A circulação de canetas emagrecedoras no Brasil pode estar ocorrendo majoritariamente fora dos canais oficiais. Uma pesquisa conduzida pela Scanntech revela que o consumo desses produtos teve um salto expressivo no início de 2026, com alta de 239% em relação ao mesmo trimestre do ano passado. Esse número considera tanto as transações legais quanto uma estimativa do mercado clandestino, calculada a partir do monitoramento da venda de seringas nas farmácias.

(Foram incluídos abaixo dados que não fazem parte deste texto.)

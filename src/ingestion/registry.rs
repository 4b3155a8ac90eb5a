//! Registry of connected agents, grounded in the teacher's `server::agent_state` module: one
//! entry per live connection holding a write-back channel the rest of the core (config pushes,
//! forced disconnects) can use without touching the socket directly.

use std::sync::Arc;

use dashmap::DashMap;
use tokio::sync::mpsc;

use crate::model::ServerId;

use super::protocol::ServerFrame;

pub struct AgentConnection {
    pub tx: mpsc::Sender<ServerFrame>,
}

#[derive(Default)]
pub struct AgentRegistry {
    connections: DashMap<ServerId, AgentConnection>,
}

pub type AgentRegistryHandle = Arc<AgentRegistry>;

impl AgentRegistry {
    pub fn new() -> AgentRegistryHandle {
        Arc::new(Self::default())
    }

    pub fn register(&self, server_id: ServerId, tx: mpsc::Sender<ServerFrame>) {
        self.connections.insert(server_id, AgentConnection { tx });
    }

    /// Removes the entry only if it still belongs to the connection calling this (guarded by
    /// comparing the sender, so a stale disconnect task can't evict a newer reconnect).
    pub fn deregister(&self, server_id: &str, tx: &mpsc::Sender<ServerFrame>) {
        if let Some(entry) = self.connections.get(server_id) {
            if !entry.tx.same_channel(tx) {
                return;
            }
        } else {
            return;
        }
        self.connections.remove(server_id);
    }

    pub async fn push_config(&self, server_id: &str, frame: ServerFrame) -> bool {
        let Some(entry) = self.connections.get(server_id) else {
            return false;
        };
        entry.tx.send(frame).await.is_ok()
    }

    pub fn connected_count(&self) -> usize {
        self.connections.len()
    }

    pub fn is_connected(&self, server_id: &str) -> bool {
        self.connections.contains_key(server_id)
    }
}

Para chegar a essa conclusão, os analistas estabeleceram um parâmetro histórico vinculado ao uso de insulina. A partir daí, identificaram um volume extra de seringas comercializadas, o que sugere a aplicação de substâncias para emagrecimento de origem não controlada. Enquanto apenas 5,2% dos entrevistados admitem usar medicamentos manipulados, os dados de mercado indicam que a ilegalidade pode abocanhar mais da metade das doses em circulação no território nacional.

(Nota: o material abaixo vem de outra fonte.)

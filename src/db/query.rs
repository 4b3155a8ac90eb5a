//! Read path: range resolution, a small TTL cache for repeat range queries, and incremental
//! "since bucket" queries used to keep a dashboard viewer's chart topped up between snapshots.

use std::sync::Arc;
use std::time::{Duration, Instant};

use chrono::{DateTime, Utc};
use dashmap::DashMap;
use duckdb::Row;

use crate::model::{Granularity, QueryRange};

use super::pool::DuckPool;
use super::StorageError;

const CACHE_TTL: Duration = Duration::from_secs(5);

#[derive(Debug, Clone, serde::Serialize)]
pub struct BucketRow {
    pub bucket: i64,
    pub cpu_avg: f64,
    pub cpu_max: f64,
    pub memory_avg: f64,
    pub memory_max: f64,
    pub disk_avg: f64,
    pub disk_max: f64,
    pub net_rx_max: u64,
    pub net_tx_max: u64,
    pub ping_avg_ms: f64,
}

#[derive(Debug, Clone, serde::Serialize)]
pub struct PingBucketRow {
    pub bucket: i64,
    pub target_name: String,
    pub latency_avg_ms: f64,
    pub latency_max_ms: f64,
    pub ok_count: i64,
    pub fail_count: i64,
}

type CacheKey = (String, Granularity, i64);

pub struct QueryService {
    pool: DuckPool,
    cache: DashMap<CacheKey, (Instant, Arc<Vec<BucketRow>>)>,
}

fn row_to_bucket(row: &Row<'_>) -> Result<BucketRow, duckdb::Error> {
    let sample_count: i64 = row.get("sample_count")?;
    let ping_count: i64 = row.get("ping_count")?;
    let cpu_sum: f64 = row.get("cpu_sum")?;
    let memory_sum: f64 = row.get("memory_sum")?;
    let disk_sum: f64 = row.get("disk_sum")?;
    let ping_sum: f64 = row.get("ping_sum")?;
    let denom = sample_count.max(1) as f64;
    Ok(BucketRow {
        bucket: row.get("bucket")?,
        cpu_avg: cpu_sum / denom,
        cpu_max: row.get("cpu_max")?,
        memory_avg: memory_sum / denom,
        memory_max: row.get("memory_max")?,
        disk_avg: disk_sum / denom,
        disk_max: row.get("disk_max")?,
        net_rx_max: row.get::<_, i64>("net_rx_max")? as u64,
        net_tx_max: row.get::<_, i64>("net_tx_max")? as u64,
        ping_avg_ms: if ping_count > 0 {
            ping_sum / ping_count as f64
        } else {
            0.0
        },
    })
}

impl QueryService {
    pub fn new(pool: DuckPool) -> Self {
        Self {
            pool,
            cache: DashMap::new(),
        }
    }

    /// Resolves a named range to its granularity and row cap (§4.2 range resolution table),
    /// serving out of the TTL cache when possible before falling back to a live query and,
    /// when the agent-aggregated table is empty for the window, to the legacy compat table.
    pub fn query_range(
        &self,
        server_id: &str,
        range: QueryRange,
    ) -> Result<Arc<Vec<BucketRow>>, StorageError> {
        let granularity = range.granularity();
        let now = Utc::now().timestamp();
        let oldest_bucket = granularity.bucket_number(now - range.window_secs());
        let cache_key = (server_id.to_string(), granularity, oldest_bucket);

        if let Some(entry) = self.cache.get(&cache_key) {
            if entry.0.elapsed() < CACHE_TTL {
                return Ok(entry.1.clone());
            }
        }

        let rows = self.query_range_uncached(server_id, granularity, oldest_bucket, range.cap_rows())?;
        let rows = Arc::new(rows);
        self.cache.insert(cache_key, (Instant::now(), rows.clone()));
        Ok(rows)
    }

    fn query_range_uncached(
        &self,
        server_id: &str,
        granularity: Granularity,
        oldest_bucket: i64,
        cap_rows: i64,
    ) -> Result<Vec<BucketRow>, StorageError> {
        let conn = self.pool.get()?;
        let rows = self.select_buckets(&conn, granularity.table_name(), server_id, oldest_bucket, cap_rows)?;
        if !rows.is_empty() || granularity == Granularity::FiveSec || granularity == Granularity::TwoMin {
            return Ok(rows);
        }
        // Agent-aggregated table came up empty; fall back to the legacy pre-aggregation
        // table for this granularity (§4.2 fallback note).
        let legacy_table = match granularity {
            Granularity::FifteenMin => "metrics_15min",
            Granularity::Hourly => "metrics_hourly",
            Granularity::Daily => "metrics_daily",
            _ => return Ok(rows),
        };
        self.select_buckets(&conn, legacy_table, server_id, oldest_bucket, cap_rows)
    }

    fn select_buckets(
        &self,
        conn: &r2d2::PooledConnection<duckdb::DuckdbConnectionManager>,
        table: &str,
        server_id: &str,
        oldest_bucket: i64,
        cap_rows: i64,
    ) -> Result<Vec<BucketRow>, StorageError> {
        let sql = format!(
            "SELECT bucket, cpu_sum, cpu_max, memory_sum, memory_max, disk_sum, disk_max, \
             net_rx_max, net_tx_max, ping_sum, ping_count, sample_count FROM {table} \
             WHERE server_id = ? AND bucket >= ? ORDER BY bucket ASC LIMIT ?"
        );
        let mut stmt = conn.prepare(&sql)?;
        let rows = stmt
            .query_map(duckdb::params![server_id, oldest_bucket, cap_rows], |row| {
                row_to_bucket(row)
            })?
            .collect::<Result<Vec<_>, _>>()?;
        Ok(rows)
    }

    /// Incremental query used to top up a live viewer's chart: every closed bucket numbered
    /// strictly greater than `since_bucket`.
    pub fn query_since(
        &self,
        server_id: &str,
        granularity: Granularity,
        since_bucket: i64,
    ) -> Result<Vec<BucketRow>, StorageError> {
        let conn = self.pool.get()?;
        let sql = format!(
            "SELECT bucket, cpu_sum, cpu_max, memory_sum, memory_max, disk_sum, disk_max, \
             net_rx_max, net_tx_max, ping_sum, ping_count, sample_count FROM {} \
             WHERE server_id = ? AND bucket > ? ORDER BY bucket ASC",
            granularity.table_name()
        );
        let mut stmt = conn.prepare(&sql)?;
        let rows = stmt
            .query_map(duckdb::params![server_id, since_bucket], |row| {
                row_to_bucket(row)
            })?
            .collect::<Result<Vec<_>, _>>()?;
        Ok(rows)
    }

    pub fn query_ping_range(
        &self,
        server_id: &str,
        range: QueryRange,
    ) -> Result<Vec<PingBucketRow>, StorageError> {
        let granularity = range.granularity();
        let now = Utc::now().timestamp();
        let oldest_bucket = granularity.bucket_number(now - range.window_secs());
        let conn = self.pool.get()?;
        let sql = format!(
            "SELECT bucket, target_name, latency_sum, latency_max, latency_count, ok_count, \
             fail_count FROM {} WHERE server_id = ? AND bucket >= ? ORDER BY bucket ASC LIMIT ?",
            granularity.ping_table_name()
        );
        let mut stmt = conn.prepare(&sql)?;
        let rows = stmt
            .query_map(
                duckdb::params![server_id, oldest_bucket, range.cap_rows()],
                |row| {
                    let latency_count: i64 = row.get("latency_count")?;
                    let latency_sum: f64 = row.get("latency_sum")?;
                    Ok(PingBucketRow {
                        bucket: row.get("bucket")?,
                        target_name: row.get("target_name")?,
                        latency_avg_ms: if latency_count > 0 {
                            latency_sum / latency_count as f64
                        } else {
                            0.0
                        },
                        latency_max_ms: row.get("latency_max")?,
                        ok_count: row.get("ok_count")?,
                        fail_count: row.get("fail_count")?,
                    })
                },
            )?
            .collect::<Result<Vec<_>, _>>()?;
        Ok(rows)
    }

    pub fn raw_since(
        &self,
        server_id: &str,
        since: DateTime<Utc>,
    ) -> Result<Vec<(DateTime<Utc>, f64, f64)>, StorageError> {
        let conn = self.pool.get()?;
        let mut stmt = conn.prepare(
            "SELECT ts, cpu_percent, memory_percent FROM metrics_raw \
             WHERE server_id = ? AND ts > ? ORDER BY ts ASC",
        )?;
        let rows = stmt
            .query_map(duckdb::params![server_id, since.naive_utc()], |row| {
                let ts: chrono::NaiveDateTime = row.get("ts")?;
                Ok((
                    DateTime::<Utc>::from_naive_utc_and_offset(ts, Utc),
                    row.get::<_, f64>("cpu_percent")?,
                    row.get::<_, f64>("memory_percent")?,
                ))
            })?
            .collect::<Result<Vec<_>, _>>()?;
        Ok(rows)
    }

    /// Reads back the state an auth reply needs to let a reconnecting agent resume without
    /// re-sending already-stored buckets (§4.1 "resumable sync"): the hub's last observed raw
    /// sample timestamp, and the max stored bucket number per granularity. Runs directly
    /// against the pool rather than the writer thread since the caller needs the answer
    /// synchronously before it can reply to the agent.
    pub fn resume_sync(&self, server_id: &str) -> Result<ResumeSync, StorageError> {
        let conn = self.pool.get()?;
        let last_seen = conn.query_row(
            "SELECT MAX(ts) FROM metrics_raw WHERE server_id = ?",
            duckdb::params![server_id],
            |row| row.get::<_, Option<chrono::NaiveDateTime>>(0),
        )?;
        let last_seen = last_seen.map(|ts| DateTime::<Utc>::from_naive_utc_and_offset(ts, Utc));

        let mut last_buckets = Vec::with_capacity(Granularity::ALL.len());
        for granularity in Granularity::ALL {
            let sql = format!(
                "SELECT MAX(bucket) FROM {} WHERE server_id = ?",
                granularity.table_name()
            );
            let max_bucket: Option<i64> =
                conn.query_row(&sql, duckdb::params![server_id], |row| row.get(0))?;
            if let Some(bucket) = max_bucket {
                last_buckets.push((granularity, bucket));
            }
        }

        Ok(ResumeSync { last_seen, last_buckets })
    }
}

/// Result of [`QueryService::resume_sync`].
pub struct ResumeSync {
    pub last_seen: Option<DateTime<Utc>>,
    pub last_buckets: Vec<(Granularity, i64)>,
}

A diferença entre o que os consumidores declaram e o que as estatísticas mostram aponta para um mercado paralelo robusto. O fenômeno levanta preocupações sobre a segurança dos usuários, já que esses produtos não passam por fiscalização sanitária adequada. Paralelamente, a Agência Nacional de Vigilância Sanitária intensificou as ações de combate a canetas irregulares, e estudos continuam investigando novos possíveis efeitos adversos desses medicamentos.